Miss Angela is definitely keeping us on our toes. As the school year comes to an end she is struggling, I think, with the transition.  Her behaviors have increased and I have to admit that I am tired.  I am not a young mom, as she reminds me regularly:)

Angela has had an uneventful recovery from her surgery.  She tells us often,  "I am so glad that I got my stitches!"  She is healing well and it is such a relief for her to no longer be in pain.

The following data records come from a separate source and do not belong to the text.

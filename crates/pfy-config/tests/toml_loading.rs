use std::path::Path;

use figment::Jail;
use pfy_config::PfyConfig;
use pretty_assertions::assert_eq;

#[test]
fn project_toml_overrides_defaults() {
    Jail::expect_with(|jail| {
        jail.create_file(
            "projectify.toml",
            r#"
            [database]
            path = "data/tasks.db"

            [sweeper]
            lookahead_secs = 1800

            [general]
            default_limit = 25
            "#,
        )?;

        let config = PfyConfig::load(None).expect("config loads");
        assert_eq!(config.database.path, "data/tasks.db");
        assert_eq!(config.sweeper.lookahead_secs, 1800);
        assert_eq!(config.sweeper.interval_secs, 300);
        assert_eq!(config.general.default_limit, 25);
        Ok(())
    });
}

#[test]
fn explicit_file_beats_project_toml() {
    Jail::expect_with(|jail| {
        jail.create_file("projectify.toml", "[dispatch]\nrecipient_timeout_ms = 100\n")?;
        jail.create_file("override.toml", "[dispatch]\nrecipient_timeout_ms = 250\n")?;

        let config = PfyConfig::load(Some(Path::new("override.toml"))).expect("config loads");
        assert_eq!(config.dispatch.recipient_timeout_ms, 250);
        Ok(())
    });
}

#[test]
fn malformed_toml_is_an_error() {
    Jail::expect_with(|jail| {
        jail.create_file("projectify.toml", "[sweeper\ninterval_secs = ")?;
        assert!(PfyConfig::load(None).is_err());
        Ok(())
    });
}

#[test]
fn allowed_origins_parse_as_list() {
    Jail::expect_with(|jail| {
        jail.create_file(
            "projectify.toml",
            r#"
            [server]
            allowed_origins = ["http://localhost:5173", "https://projectify.example"]
            "#,
        )?;

        let config = PfyConfig::load(None).expect("config loads");
        assert_eq!(config.server.allowed_origins.len(), 2);
        assert!(config.server.origin_allowed(Some("http://localhost:5173")));
        Ok(())
    });
}
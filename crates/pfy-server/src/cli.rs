use std::path::PathBuf;

use clap::Parser;
use pfy_config::PfyConfig;

/// Command-line flags for the `projectify` binary.
#[derive(Debug, Parser)]
#[command(name = "projectify", version, about = "Projectify task and notification server")]
pub struct Cli {
    /// Extra TOML config layered above projectify.toml
    #[arg(short, long)]
    pub config: Option<PathBuf>,

    /// Listen address, overrides server.bind
    #[arg(long)]
    pub bind: Option<String>,

    /// Database path or :memory:, overrides database.path
    #[arg(long)]
    pub db: Option<String>,

    /// Do not start the due-date sweeper
    #[arg(long)]
    pub no_sweeper: bool,

    /// Quiet mode (warnings and errors only)
    #[arg(short, long, conflicts_with = "verbose")]
    pub quiet: bool,

    /// Verbose mode (debug logging)
    #[arg(short, long)]
    pub verbose: bool,
}

impl Cli {
    /// Apply flag overrides on top of the loaded configuration.
    pub fn apply(&self, config: &mut PfyConfig) {
        if let Some(bind) = &self.bind {
            config.server.bind.clone_from(bind);
        }
        if let Some(db) = &self.db {
            config.database.path.clone_from(db);
        }
        if self.no_sweeper {
            config.sweeper.enabled = false;
        }
    }

    pub const fn log_level(&self) -> &'static str {
        if self.quiet {
            "warn"
        } else if self.verbose {
            "debug"
        } else {
            "info"
        }
    }
}
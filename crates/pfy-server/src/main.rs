use std::sync::Arc;

use anyhow::Context;
use clap::Parser;
use pfy_config::PfyConfig;
use pfy_db::service::PfyService;
use pfy_notify::DueDateSweeper;
use pfy_server::{AppState, build_router};
use tokio_util::sync::CancellationToken;

mod cli;

#[tokio::main]
async fn main() {
    if let Err(error) = run().await {
        eprintln!("projectify error: {error:#}");
        std::process::exit(1);
    }
}

async fn run() -> anyhow::Result<()> {
    let cli = cli::Cli::parse();
    init_tracing(cli.log_level())?;

    let mut config =
        PfyConfig::load_with_dotenv(cli.config.as_deref()).context("failed to load configuration")?;
    cli.apply(&mut config);
    config.require_auth().context("set PROJECTIFY_AUTH__JWT_SECRET")?;

    let service = Arc::new(
        PfyService::new_local(&config.database.path)
            .await
            .with_context(|| format!("failed to open database at {}", config.database.path))?,
    );
    let state = AppState::new(service, config.clone());

    let cancel = CancellationToken::new();
    let sweeper = if config.sweeper.enabled {
        let sweeper = DueDateSweeper::new(state.dispatcher.clone(), &config.sweeper);
        Some(sweeper.spawn(cancel.clone()))
    } else {
        tracing::info!("due-date sweeper disabled");
        None
    };

    let listener = tokio::net::TcpListener::bind(&config.server.bind)
        .await
        .with_context(|| format!("failed to bind {}", config.server.bind))?;
    tracing::info!(addr = %config.server.bind, "projectify listening");

    let shutdown = cancel.clone();
    axum::serve(listener, build_router(state))
        .with_graceful_shutdown(async move {
            wait_for_shutdown_signal().await;
            tracing::info!("shutdown requested");
            shutdown.cancel();
        })
        .await
        .context("server failed")?;

    cancel.cancel();
    if let Some(handle) = sweeper {
        if let Err(error) = handle.await {
            tracing::warn!(%error, "sweeper task ended abnormally");
        }
    }
    Ok(())
}

async fn wait_for_shutdown_signal() {
    #[cfg(unix)]
    {
        use tokio::signal::unix::{SignalKind, signal};
        match (
            signal(SignalKind::terminate()),
            signal(SignalKind::interrupt()),
        ) {
            (Ok(mut sigterm), Ok(mut sigint)) => {
                tokio::select! {
                    _ = sigterm.recv() => {}
                    _ = sigint.recv() => {}
                }
            }
            _ => {
                tracing::warn!("signal handlers unavailable; falling back to ctrl-c");
                let _ = tokio::signal::ctrl_c().await;
            }
        }
    }
    #[cfg(not(unix))]
    {
        let _ = tokio::signal::ctrl_c().await;
    }
}

fn init_tracing(level: &str) -> anyhow::Result<()> {
    let filter = tracing_subscriber::EnvFilter::try_from_env("PROJECTIFY_LOG")
        .unwrap_or_else(|_| tracing_subscriber::EnvFilter::new(level));

    tracing_subscriber::fmt()
        .with_env_filter(filter)
        .try_init()
        .map_err(|error| anyhow::anyhow!("failed to initialize tracing subscriber: {error}"))?;

    Ok(())
}
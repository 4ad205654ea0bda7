//! Repository implementations, one file per collection.
//!
//! Each file adds methods to [`crate::service::PfyService`].

pub mod category;
pub mod comment;
pub mod group;
pub mod notification;
pub mod task;
pub mod user;
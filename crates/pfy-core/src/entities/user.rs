use chrono::{DateTime, Utc};
use schemars::JsonSchema;
use serde::{Deserialize, Serialize};

use crate::enums::UserRole;

/// An account. Credentials are managed outside this system; no secret
/// material is ever stored on or serialized from this struct.
#[derive(Debug, Clone, Serialize, Deserialize, JsonSchema, PartialEq, Eq)]
#[serde(rename_all = "camelCase")]
pub struct User {
    pub id: String,
    pub full_name: String,
    pub email: String,
    pub role: UserRole,
    pub status: bool,
    pub profile_image: Option<String>,
    pub created_at: DateTime<Utc>,
    pub updated_at: DateTime<Utc>,
}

We had a meeting to discuss eligibility for Extended School Year services for Angela.  Although she is technically eligible, we have declined the services for her.  I know this sounds strange but let me explain.  We have decided that Angela would benefit from other experiences that we have planned for her over the summer.  She will be having weekly Occupational Therapy with her long-time therapist, Laura, at the hospital in Portland.  In July, we will travel to Orlando for the International Hemispherectomy Conference.  Angela will have a comprehensive reading evaluation there that we will share with the school to guide her services next year, not to mention her first trip to Disney World!! Angela can't wait to start swimming lessons with some of her favorite local teachers and she will have endless opportunities to hone her social skills.  Everywhere she goes, she will be learning.  We appreciate everything that our local school does to accommodate Angela's needs and she will have some activities to ease her transition back to school at the end of the summer.  We are very fortunate to have such a caring, knowledgeable team who truly loves her and has her best interest in mind.  I can't wait to see her growth over the summer!

Last weekend, Angela celebrated the sixth anniversary of her hemispherectomy surgery, on the day of Toby's 50th birthday.  I am not exaggerating when I say that the surgery saved her life.  Her doctors literally told us that they would not be able to stop her next major seizure.  There really are no words to convey how very grateful we are for her life on a daily basis.  She is such gift.  Thank you for reading our story.  We so appreciate the positive comments and support as we continue on the journey with our amazing girl.

Angela had her 15th laser treatment for her port-wine birthmark today.  The treatment has sparked a lot of different thoughts for me:

1) The Oregon Health Plan does not provide adequate care for children with special needs.  Angela has an open card, rather than one of OHP's managed care programs.  The open card presumably provides the most options for care and providers.  For the past 15 months, OHP has denied Angela's doctor's repeated submissions for authorization for the laser treatments.  Despite her diagnosis of a progressive disorder and multiple pictures and letters sent by the doctor OHP decided that she no longer needs treatment.  Her treatment today was made possible by her addition to our private insurance after her adoption.  The doctor noted that she has had some regression in the condition of her skin due to the delays and I do blame OHP for that.

2) Parents who have children with special needs are overwhelmed and working overtime.  Today, as I sat in the waiting room of the surgery department, I listened to parents on the phone making deals with insurance companies, employers, respite providers and schools.  I watched them reassure and comfort their other children and try to appear at ease as they awaited news from their child's doctor.  They looked calm, but I knew better.

3) Children with medical and developmental challenges experience a different, unparalleled reality from the rest of us.  They submit to never-ending tests and procedures and the routine of that becomes comfortable and predictable.  I am so touched by Angela (and others) as she calmly describes the procedure of the day as we drive to the hospital.  She is not scared and she is not shaken.  This is her reality.  But just because it has become her "normal" does not make it easy.  It is a hard life and her courage and strength should not be minimized.  Her experience has made her a bigger, better individual and she is a member of a small, exclusive group of heroic souls.

I continue to learn and grow each day that I am in Angela's presence.  Today was no different.  I am in awe of this brave, strong individual.  She is beautiful inside and out.  Here are a couple of Before and After pictures:

She will recover for a couple of weeks and then will repeat the process in early August.  And two months later......and so on.  You get it.

Rocking Recovery

If there is one thing Angela Hope does well (and there are actually lots of them) it is recovery. I mean she is really rocking it!  Angela had surgery to repair her open, leaking g-tube site on Wednesday after 34 days of severe pain.  From the minute she arrived at the hospital, the staff was on notice that she was IN CHARGE.  We were so proud to see how she advocated for herself to get what she needed.  Toby and I really just sat back and watched her.  She was amazing.

The surgery was a little more complicated than we expected. After eight years of having a g-tube in her tummy, a portion of Angela's stomach had moved into the opening, creating what is called a fistula.  The surgery was successful, though, and finally our girl is no longer in pain.

Angela is resting at home now and she is doing unbelievably well.  She has had almost no pain at all and she is anxious to get back to school and her friends next week.

We are thankful to put this chapter behind us and we are grateful for the wonderful care that Angela has every time she has a procedure.  Since it was recently Nurses Day, I just want to repeat what I have said before......nurses are my heroes!!  They are on the front lines every single day doing the hard, emotional, exhausting work and they are not noticed or honored often enough.  Thank you, nurses!!